[Material to process]
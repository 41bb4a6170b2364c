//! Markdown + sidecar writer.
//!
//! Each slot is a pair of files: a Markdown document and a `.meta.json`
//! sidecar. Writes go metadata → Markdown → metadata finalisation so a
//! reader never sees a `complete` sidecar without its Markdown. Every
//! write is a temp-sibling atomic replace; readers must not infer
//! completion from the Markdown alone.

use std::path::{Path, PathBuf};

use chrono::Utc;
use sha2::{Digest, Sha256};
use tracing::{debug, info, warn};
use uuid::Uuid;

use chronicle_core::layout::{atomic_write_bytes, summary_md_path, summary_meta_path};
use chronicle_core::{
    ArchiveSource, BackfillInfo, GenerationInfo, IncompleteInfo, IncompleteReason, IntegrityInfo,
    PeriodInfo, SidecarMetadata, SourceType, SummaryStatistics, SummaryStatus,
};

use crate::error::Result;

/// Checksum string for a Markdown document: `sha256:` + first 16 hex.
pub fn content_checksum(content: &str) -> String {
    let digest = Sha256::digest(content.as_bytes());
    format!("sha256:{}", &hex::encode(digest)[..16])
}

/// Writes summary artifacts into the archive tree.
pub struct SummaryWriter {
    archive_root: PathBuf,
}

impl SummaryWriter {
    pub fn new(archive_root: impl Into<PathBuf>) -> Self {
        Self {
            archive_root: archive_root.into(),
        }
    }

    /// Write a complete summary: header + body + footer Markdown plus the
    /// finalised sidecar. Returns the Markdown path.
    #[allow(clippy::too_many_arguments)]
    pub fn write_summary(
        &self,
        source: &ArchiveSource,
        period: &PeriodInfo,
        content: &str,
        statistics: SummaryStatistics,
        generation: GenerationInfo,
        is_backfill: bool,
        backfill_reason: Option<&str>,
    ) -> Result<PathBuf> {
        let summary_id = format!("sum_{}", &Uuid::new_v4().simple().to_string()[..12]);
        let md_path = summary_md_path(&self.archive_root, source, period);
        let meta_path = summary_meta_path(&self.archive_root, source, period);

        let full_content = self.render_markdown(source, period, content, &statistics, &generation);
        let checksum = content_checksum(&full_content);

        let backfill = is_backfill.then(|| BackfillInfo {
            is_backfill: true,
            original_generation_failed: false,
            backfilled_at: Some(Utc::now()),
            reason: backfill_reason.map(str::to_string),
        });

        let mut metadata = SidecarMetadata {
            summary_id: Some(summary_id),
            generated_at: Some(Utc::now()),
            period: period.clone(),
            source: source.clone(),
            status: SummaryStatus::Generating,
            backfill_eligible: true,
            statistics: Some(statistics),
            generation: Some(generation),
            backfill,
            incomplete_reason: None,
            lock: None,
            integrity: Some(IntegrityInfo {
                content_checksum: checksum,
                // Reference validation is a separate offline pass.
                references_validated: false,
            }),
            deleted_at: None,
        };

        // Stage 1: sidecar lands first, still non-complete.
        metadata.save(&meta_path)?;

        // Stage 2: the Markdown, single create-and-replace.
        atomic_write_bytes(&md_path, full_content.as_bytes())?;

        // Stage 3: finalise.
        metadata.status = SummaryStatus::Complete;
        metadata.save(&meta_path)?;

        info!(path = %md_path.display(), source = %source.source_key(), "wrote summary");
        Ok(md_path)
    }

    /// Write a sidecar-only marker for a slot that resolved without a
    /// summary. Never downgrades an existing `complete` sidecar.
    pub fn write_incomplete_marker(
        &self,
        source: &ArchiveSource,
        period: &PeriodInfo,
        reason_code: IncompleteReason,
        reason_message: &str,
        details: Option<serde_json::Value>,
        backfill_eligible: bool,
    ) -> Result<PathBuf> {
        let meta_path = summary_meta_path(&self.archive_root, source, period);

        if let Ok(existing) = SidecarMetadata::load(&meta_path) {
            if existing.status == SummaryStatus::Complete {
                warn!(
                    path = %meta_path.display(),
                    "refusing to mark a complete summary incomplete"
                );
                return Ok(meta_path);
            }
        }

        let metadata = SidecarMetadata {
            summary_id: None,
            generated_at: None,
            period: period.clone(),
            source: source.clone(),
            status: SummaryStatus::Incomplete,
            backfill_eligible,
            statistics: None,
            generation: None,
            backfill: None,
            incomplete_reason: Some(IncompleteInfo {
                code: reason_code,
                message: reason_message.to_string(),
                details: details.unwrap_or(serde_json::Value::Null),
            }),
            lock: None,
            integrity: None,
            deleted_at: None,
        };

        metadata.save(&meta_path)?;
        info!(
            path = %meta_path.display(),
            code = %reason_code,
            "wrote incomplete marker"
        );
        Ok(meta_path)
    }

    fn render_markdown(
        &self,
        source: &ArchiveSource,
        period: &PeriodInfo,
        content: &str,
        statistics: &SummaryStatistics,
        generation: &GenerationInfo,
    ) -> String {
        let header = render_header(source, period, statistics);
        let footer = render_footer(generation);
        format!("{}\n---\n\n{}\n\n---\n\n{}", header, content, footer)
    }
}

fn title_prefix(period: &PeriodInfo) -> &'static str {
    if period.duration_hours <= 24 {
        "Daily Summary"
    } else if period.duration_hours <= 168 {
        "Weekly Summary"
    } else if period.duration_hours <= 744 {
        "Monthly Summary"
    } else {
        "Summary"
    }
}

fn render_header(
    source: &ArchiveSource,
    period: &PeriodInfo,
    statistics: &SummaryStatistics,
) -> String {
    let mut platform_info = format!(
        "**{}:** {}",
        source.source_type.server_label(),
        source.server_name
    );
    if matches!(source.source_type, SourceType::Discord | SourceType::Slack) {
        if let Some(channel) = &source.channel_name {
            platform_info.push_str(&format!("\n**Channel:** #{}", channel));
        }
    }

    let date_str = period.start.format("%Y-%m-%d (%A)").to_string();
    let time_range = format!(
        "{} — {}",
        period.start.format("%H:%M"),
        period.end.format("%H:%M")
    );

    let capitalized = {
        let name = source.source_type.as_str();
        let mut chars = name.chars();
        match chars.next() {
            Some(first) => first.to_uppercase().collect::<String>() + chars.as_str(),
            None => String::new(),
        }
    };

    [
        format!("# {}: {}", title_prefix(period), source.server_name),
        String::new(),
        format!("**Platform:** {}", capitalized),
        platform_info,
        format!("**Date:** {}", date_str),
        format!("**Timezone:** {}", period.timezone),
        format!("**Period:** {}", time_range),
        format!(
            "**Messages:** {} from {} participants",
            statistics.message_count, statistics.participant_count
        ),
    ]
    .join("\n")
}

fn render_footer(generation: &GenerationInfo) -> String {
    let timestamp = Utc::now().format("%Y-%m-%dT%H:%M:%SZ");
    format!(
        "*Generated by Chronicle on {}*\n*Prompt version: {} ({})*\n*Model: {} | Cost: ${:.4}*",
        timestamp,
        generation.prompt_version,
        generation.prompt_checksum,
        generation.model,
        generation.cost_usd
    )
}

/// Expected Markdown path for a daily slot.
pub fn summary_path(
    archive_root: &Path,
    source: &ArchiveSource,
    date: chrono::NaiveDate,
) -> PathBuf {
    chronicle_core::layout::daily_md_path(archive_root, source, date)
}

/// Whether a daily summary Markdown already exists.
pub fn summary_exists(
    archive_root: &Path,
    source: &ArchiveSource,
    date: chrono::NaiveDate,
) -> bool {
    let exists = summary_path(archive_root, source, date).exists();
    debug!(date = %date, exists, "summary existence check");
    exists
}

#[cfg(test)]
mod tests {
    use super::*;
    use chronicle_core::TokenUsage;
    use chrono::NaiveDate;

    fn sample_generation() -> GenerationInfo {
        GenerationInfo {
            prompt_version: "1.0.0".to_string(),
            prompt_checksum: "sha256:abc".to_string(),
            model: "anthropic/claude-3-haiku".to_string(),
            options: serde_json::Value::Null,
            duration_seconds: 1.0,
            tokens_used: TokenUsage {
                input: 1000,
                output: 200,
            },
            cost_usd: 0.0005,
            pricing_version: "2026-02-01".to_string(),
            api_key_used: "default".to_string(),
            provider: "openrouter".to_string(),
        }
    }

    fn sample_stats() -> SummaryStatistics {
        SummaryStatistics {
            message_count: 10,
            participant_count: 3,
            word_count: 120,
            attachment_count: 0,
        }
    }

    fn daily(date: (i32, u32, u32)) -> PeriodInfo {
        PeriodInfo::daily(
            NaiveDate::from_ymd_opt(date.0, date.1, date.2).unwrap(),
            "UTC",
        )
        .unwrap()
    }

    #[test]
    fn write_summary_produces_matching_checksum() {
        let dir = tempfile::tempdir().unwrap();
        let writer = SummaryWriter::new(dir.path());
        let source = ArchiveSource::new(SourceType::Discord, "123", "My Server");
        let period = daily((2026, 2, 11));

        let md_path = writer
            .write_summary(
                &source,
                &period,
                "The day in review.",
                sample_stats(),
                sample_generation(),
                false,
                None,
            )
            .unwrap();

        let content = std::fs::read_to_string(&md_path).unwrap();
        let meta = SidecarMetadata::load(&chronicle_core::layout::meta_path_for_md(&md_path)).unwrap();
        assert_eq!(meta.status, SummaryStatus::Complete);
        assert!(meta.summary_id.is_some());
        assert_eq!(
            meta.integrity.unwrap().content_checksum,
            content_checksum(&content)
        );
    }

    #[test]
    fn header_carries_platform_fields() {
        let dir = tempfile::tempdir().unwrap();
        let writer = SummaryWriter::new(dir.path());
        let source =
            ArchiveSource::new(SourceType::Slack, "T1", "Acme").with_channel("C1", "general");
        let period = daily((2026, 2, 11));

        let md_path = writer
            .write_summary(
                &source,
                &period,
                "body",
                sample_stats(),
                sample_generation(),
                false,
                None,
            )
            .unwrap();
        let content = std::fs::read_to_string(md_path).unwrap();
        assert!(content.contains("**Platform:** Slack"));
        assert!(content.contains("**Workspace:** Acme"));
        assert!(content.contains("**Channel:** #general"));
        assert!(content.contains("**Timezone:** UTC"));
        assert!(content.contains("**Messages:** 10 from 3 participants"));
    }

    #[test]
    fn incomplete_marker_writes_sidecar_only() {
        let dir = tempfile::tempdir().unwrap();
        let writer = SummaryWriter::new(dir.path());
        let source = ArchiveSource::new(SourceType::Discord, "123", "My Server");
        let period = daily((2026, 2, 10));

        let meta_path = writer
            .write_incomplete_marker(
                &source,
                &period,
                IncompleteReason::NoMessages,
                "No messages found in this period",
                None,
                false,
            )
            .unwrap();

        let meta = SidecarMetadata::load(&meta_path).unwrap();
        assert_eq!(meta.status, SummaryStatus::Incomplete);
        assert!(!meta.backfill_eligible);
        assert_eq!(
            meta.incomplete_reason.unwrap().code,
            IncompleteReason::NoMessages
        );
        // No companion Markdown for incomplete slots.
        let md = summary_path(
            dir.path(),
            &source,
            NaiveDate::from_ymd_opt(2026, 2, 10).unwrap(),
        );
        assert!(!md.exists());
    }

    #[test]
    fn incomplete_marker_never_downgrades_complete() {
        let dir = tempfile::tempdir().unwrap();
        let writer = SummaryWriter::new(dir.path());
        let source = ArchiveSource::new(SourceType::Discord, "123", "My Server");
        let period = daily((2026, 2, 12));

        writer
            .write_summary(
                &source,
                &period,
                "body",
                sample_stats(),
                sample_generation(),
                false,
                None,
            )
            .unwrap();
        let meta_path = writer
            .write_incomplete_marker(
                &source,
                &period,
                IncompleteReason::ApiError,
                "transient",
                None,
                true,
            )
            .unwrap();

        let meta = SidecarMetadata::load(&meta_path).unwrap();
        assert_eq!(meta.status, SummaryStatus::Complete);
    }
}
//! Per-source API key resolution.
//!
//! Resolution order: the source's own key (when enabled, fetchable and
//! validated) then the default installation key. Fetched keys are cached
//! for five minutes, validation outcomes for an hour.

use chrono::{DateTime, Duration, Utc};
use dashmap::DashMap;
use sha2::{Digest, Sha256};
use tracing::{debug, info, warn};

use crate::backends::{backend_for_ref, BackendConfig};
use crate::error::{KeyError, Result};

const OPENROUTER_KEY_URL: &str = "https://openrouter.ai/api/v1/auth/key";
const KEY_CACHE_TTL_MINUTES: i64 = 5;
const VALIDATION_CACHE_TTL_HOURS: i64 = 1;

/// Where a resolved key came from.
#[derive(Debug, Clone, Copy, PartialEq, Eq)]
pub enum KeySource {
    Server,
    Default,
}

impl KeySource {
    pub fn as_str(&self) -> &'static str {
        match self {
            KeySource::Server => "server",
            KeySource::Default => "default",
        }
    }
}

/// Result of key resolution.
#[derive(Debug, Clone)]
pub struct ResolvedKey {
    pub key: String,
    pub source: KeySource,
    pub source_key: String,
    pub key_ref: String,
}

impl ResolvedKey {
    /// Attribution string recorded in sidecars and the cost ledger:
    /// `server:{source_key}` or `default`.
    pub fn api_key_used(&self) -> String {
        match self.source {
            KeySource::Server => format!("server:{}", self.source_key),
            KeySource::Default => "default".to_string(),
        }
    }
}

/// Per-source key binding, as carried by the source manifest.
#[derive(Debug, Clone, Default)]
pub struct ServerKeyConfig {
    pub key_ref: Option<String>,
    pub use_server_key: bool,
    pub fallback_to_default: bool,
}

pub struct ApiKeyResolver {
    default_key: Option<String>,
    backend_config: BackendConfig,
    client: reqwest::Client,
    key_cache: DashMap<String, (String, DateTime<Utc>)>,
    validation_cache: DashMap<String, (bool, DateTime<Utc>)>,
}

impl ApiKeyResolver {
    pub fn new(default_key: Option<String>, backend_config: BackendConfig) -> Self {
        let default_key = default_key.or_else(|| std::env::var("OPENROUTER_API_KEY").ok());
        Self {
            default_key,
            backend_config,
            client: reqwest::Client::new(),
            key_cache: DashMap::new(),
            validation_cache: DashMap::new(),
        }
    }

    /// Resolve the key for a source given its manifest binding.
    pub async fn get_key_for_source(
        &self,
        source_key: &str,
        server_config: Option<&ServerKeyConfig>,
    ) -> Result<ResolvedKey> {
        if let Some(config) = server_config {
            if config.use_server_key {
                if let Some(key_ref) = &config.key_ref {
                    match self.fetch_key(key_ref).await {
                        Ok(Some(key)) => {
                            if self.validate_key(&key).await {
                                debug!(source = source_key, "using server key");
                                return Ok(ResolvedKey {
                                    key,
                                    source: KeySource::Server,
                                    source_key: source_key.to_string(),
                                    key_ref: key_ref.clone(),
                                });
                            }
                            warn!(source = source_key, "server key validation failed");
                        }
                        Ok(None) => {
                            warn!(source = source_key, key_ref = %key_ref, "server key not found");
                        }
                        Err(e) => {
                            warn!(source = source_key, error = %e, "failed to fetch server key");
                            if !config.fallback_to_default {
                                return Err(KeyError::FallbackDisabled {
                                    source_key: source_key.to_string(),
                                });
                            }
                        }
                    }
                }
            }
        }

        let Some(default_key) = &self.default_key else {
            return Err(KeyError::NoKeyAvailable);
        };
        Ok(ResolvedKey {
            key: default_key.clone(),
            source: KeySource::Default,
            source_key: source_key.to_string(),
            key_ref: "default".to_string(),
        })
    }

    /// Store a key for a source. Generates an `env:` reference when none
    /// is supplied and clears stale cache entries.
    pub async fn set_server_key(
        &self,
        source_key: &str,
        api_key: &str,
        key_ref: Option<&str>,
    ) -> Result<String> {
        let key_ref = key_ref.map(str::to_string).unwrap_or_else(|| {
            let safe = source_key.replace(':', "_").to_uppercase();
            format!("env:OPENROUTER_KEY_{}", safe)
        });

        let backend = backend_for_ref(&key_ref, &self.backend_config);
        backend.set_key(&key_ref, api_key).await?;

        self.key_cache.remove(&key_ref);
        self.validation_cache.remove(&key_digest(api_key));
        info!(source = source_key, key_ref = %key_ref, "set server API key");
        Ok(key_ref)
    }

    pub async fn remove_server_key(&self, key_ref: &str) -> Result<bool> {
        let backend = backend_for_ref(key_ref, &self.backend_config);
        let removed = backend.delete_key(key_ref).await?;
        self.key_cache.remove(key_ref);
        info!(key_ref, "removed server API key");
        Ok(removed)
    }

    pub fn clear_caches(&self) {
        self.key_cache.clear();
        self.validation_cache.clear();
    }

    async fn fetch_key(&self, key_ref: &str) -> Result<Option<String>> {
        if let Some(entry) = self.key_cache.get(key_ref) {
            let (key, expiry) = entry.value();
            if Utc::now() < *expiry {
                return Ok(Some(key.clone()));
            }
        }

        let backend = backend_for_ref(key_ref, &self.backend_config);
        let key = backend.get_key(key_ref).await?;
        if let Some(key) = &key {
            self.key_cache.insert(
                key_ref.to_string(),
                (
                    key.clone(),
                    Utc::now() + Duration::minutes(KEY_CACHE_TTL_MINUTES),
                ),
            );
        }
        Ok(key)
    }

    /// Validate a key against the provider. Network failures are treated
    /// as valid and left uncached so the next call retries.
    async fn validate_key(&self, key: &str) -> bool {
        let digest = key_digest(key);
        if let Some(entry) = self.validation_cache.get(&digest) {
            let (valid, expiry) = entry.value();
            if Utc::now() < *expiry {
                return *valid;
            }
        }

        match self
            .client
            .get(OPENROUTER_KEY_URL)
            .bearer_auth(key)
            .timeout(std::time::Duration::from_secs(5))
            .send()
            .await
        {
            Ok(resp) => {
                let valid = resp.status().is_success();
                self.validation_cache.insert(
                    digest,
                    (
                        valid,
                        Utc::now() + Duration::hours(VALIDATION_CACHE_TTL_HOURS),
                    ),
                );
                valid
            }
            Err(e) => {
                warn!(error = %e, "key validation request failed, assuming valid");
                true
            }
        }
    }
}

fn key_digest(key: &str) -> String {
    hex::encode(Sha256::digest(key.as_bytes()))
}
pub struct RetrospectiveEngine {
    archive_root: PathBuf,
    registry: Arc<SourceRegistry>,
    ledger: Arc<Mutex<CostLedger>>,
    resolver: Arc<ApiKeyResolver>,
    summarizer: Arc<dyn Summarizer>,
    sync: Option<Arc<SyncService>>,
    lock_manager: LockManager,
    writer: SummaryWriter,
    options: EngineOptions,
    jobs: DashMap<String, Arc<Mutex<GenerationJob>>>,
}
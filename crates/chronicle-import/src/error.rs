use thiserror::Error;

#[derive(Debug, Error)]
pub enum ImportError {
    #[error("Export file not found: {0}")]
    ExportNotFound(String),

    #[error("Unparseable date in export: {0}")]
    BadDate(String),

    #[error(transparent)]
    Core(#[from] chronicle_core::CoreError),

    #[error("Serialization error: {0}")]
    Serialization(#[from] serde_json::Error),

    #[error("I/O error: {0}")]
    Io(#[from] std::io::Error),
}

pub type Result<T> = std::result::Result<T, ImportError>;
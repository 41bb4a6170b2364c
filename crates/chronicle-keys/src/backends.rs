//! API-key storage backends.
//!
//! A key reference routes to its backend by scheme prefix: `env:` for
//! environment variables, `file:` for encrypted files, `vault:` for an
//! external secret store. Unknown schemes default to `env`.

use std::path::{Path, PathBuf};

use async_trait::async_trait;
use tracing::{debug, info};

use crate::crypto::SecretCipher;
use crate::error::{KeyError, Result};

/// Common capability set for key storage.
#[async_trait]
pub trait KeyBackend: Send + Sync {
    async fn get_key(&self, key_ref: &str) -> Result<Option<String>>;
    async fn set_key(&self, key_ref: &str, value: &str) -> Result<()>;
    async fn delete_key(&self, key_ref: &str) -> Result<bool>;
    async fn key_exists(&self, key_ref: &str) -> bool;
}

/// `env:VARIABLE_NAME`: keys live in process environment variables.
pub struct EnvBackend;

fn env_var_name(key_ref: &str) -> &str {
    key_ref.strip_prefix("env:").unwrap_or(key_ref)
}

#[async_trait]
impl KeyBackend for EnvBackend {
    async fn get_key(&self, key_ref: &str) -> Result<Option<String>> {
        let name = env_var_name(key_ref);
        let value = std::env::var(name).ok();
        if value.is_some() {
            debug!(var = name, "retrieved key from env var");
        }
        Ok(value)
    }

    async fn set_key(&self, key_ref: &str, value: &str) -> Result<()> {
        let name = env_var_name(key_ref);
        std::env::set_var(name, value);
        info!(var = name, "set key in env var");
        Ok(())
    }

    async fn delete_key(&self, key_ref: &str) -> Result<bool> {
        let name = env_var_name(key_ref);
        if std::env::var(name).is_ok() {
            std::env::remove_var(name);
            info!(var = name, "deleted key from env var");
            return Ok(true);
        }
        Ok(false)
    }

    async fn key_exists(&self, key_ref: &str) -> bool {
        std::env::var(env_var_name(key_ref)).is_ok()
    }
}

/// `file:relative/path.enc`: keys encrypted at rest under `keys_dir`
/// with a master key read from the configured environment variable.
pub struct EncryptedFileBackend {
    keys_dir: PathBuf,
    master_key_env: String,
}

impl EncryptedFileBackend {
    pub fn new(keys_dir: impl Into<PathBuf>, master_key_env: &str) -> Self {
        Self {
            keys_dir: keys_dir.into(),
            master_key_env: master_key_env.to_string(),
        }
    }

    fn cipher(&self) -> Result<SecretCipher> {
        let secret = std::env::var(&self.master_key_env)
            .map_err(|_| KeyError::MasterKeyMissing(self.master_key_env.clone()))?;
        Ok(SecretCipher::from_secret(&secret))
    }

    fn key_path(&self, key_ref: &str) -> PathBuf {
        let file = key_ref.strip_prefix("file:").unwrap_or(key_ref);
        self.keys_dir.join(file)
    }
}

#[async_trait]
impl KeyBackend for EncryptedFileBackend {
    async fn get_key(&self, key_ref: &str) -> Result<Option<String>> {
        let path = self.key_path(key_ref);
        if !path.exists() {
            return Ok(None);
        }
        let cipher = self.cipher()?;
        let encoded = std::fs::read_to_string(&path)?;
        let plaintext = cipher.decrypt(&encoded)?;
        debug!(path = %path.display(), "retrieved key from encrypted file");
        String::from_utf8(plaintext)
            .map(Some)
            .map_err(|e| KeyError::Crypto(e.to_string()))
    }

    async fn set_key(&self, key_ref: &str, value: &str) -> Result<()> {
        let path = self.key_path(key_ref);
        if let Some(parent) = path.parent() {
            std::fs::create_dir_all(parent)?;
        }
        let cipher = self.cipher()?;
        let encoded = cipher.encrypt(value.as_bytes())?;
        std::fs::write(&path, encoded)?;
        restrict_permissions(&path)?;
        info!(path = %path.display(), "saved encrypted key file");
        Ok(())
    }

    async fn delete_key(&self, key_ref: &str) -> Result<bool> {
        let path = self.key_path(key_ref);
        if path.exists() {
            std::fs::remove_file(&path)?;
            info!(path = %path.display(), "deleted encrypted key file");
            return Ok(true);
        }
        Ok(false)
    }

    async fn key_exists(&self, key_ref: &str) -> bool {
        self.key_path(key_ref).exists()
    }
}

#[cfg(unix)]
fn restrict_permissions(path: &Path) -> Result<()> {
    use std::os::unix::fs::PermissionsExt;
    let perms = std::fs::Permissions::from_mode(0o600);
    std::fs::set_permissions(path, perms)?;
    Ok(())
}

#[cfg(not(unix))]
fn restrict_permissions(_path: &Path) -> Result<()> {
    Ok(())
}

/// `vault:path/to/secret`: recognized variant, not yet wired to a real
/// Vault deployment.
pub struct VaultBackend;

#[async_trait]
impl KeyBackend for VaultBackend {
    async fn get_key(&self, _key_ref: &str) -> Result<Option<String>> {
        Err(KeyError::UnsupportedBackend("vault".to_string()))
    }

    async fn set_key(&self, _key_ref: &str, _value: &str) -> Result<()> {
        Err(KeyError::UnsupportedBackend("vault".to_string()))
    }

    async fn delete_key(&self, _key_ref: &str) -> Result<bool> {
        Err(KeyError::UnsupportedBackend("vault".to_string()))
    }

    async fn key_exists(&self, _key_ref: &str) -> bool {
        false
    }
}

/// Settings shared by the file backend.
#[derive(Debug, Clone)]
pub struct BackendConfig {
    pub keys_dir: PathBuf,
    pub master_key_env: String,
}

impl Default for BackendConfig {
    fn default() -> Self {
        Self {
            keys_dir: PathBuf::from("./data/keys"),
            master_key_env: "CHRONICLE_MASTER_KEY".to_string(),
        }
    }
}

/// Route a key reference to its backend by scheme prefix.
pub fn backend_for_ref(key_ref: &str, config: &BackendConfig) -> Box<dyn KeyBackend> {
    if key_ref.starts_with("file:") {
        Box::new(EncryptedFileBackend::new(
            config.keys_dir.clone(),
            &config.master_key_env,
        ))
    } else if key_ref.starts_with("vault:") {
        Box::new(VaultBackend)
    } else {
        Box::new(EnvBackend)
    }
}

[Work item]
Going down the listing above, begin printing at the line with "if matches!(source.source_type, SourceType::Discord" and finish with the line with "let name = source.source_type.as_str();", exactly as they appear.

[Response to the exercise]
    if matches!(source.source_type, SourceType::Discord | SourceType::Slack) {
        if let Some(channel) = &source.channel_name {
            platform_info.push_str(&format!("\n**Channel:** #{}", channel));
        }
    }

    let date_str = period.start.format("%Y-%m-%d (%A)").to_string();
    let time_range = format!(
        "{} — {}",
        period.start.format("%H:%M"),
        period.end.format("%H:%M")
    );

    let capitalized = {
        let name = source.source_type.as_str();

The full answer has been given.